Land the Job

The best way to 'instantly impress' any hiring manager, according to an HR exec who's hired thousands over 21 years at IBM

Westend61 | Getty Images

Nickle LaMoreaux, IBM's chief human resources officer, has helped hire thousands of job candidates since joining the tech giant more than 20 years ago. While there's no such thing as the perfect interview, she recalls one applicant who came pretty close — and it was thanks to an act as simple as sending a thoughtful follow-up email with proof of their recent work.

As LaMoreaux remembers, she interviewed the candidate right before IBM released its annual earnings report. While the candidate was "articulate" and "well-prepared" for their meeting, the hiring committee was still considering several applicants in their search.

But hours after the IBM report became public, the candidate sent a game-changing email.

"They sent me a note outlining their four key takeaways about IBM from the report, from an outsider's perspective, tying in their past experiences and asking about the different technologies we were producing at the time," she tells CNBC Make It. "I was instantly impressed." 

The candidate got the job.

While you may not need to learn to read an earnings report to a land a job, LaMoreaux says all applicants can boost their chances of getting hired by being proactive and sending examples of their work to the hiring manager after an interview. 

It's even more impactful when you can connect your work sample to a project the company is currently working on, or a specific goal the hiring manager mentioned.

"There's nothing like seeing an actual piece of work, whether it's a detailed presentation you put together for a meeting or a link to your online portfolio," she says. "It's a substantial piece of evidence that can help prove you're the best fit for the job."

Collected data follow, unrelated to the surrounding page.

//! Embedded SQLite backend fronting the engine actor.
//!
//! The adapter owns only the command channel. Statements, parameters and
//! replies cross the channel by value; the actor thread does the work.

use std::path::{Path, PathBuf};

use async_trait::async_trait;
use tokio::sync::{mpsc, oneshot};

use super::Adapter;
use crate::storage::StorageError;
use crate::storage::actor::{Command, DbActor};
use crate::storage::dialect::Translation;
use crate::storage::types::{BackendKind, Row, RunResult, Value};

/// Handle to the embedded engine thread.
#[derive(Clone)]
pub struct SqliteAdapter {
    tx: mpsc::Sender<Command>,
    path: PathBuf,
}

impl std::fmt::Debug for SqliteAdapter {
    fn fmt(&self, f: &mut std::fmt::Formatter<'_>) -> std::fmt::Result {
        f.debug_struct("SqliteAdapter")
            .field("path", &self.path)
            .finish_non_exhaustive()
    }
}

impl SqliteAdapter {
    /// Load (or create) the snapshot at `path` and start the engine thread.
    ///
    /// The thread is detached; it exits when the last adapter clone is dropped.
    pub fn open(path: &Path, channel_capacity: usize) -> Result<Self, StorageError> {
        let (_handle, tx) = DbActor::spawn(path, channel_capacity)?;
        Ok(Self {
            tx,
            path: path.to_path_buf(),
        })
    }

    /// Snapshot file backing this engine.
    pub fn path(&self) -> &Path {
        &self.path
    }

    async fn request<T>(
        &self,
        make: impl FnOnce(oneshot::Sender<Result<T, StorageError>>) -> Command,
    ) -> Result<T, StorageError> {
        let (reply, rx) = oneshot::channel();
        self.tx
            .send(make(reply))
            .await
            .map_err(|_| StorageError::EngineStopped)?;
        rx.await.map_err(|_| StorageError::EngineStopped)?
    }
}

#[async_trait]
impl Adapter for SqliteAdapter {
    fn kind(&self) -> BackendKind {
        BackendKind::Sqlite
    }

    async fn run(&self, stmt: &Translation, params: &[Value]) -> Result<RunResult, StorageError> {
        self.request(|reply| Command::Run {
            sql: stmt.sql.clone(),
            params: params.to_vec(),
            is_insert: stmt.is_insert,
            reply,
        })
        .await
    }

    async fn get(&self, sql: &str, params: &[Value]) -> Result<Option<Row>, StorageError> {
        let rows = self
            .request(|reply| Command::Query {
                sql: sql.to_string(),
                params: params.to_vec(),
                first_only: true,
                reply,
            })
            .await?;
        Ok(rows.into_iter().next())
    }

    async fn all(&self, sql: &str, params: &[Value]) -> Result<Vec<Row>, StorageError> {
        self.request(|reply| Command::Query {
            sql: sql.to_string(),
            params: params.to_vec(),
            first_only: false,
            reply,
        })
        .await
    }

    async fn exec(&self, sql: &str) -> Result<(), StorageError> {
        self.request(|reply| Command::Exec {
            sql: sql.to_string(),
            reply,
        })
        .await
    }
}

Another way to make a strong first impression during an interview: Ask how the company is aiming to live up to its credo and how managers are working to improve certain aspects of the business. 

"I love getting asked questions that dig deep into our organization," LaMoreaux says. "For example, a candidate once said to me, 'You say that IBM values transparency and diversity. Can you give me an example of how the company is working toward those goals?'" 

You can also ask the interviewer if you can speak with two new hires "off the record" about their onboarding experience. Such conversations will not only help you better assess the role and the company, but it demonstrates a strong interest — and willingness — to learn the ins and outs of the organization, LaMoreaux says. 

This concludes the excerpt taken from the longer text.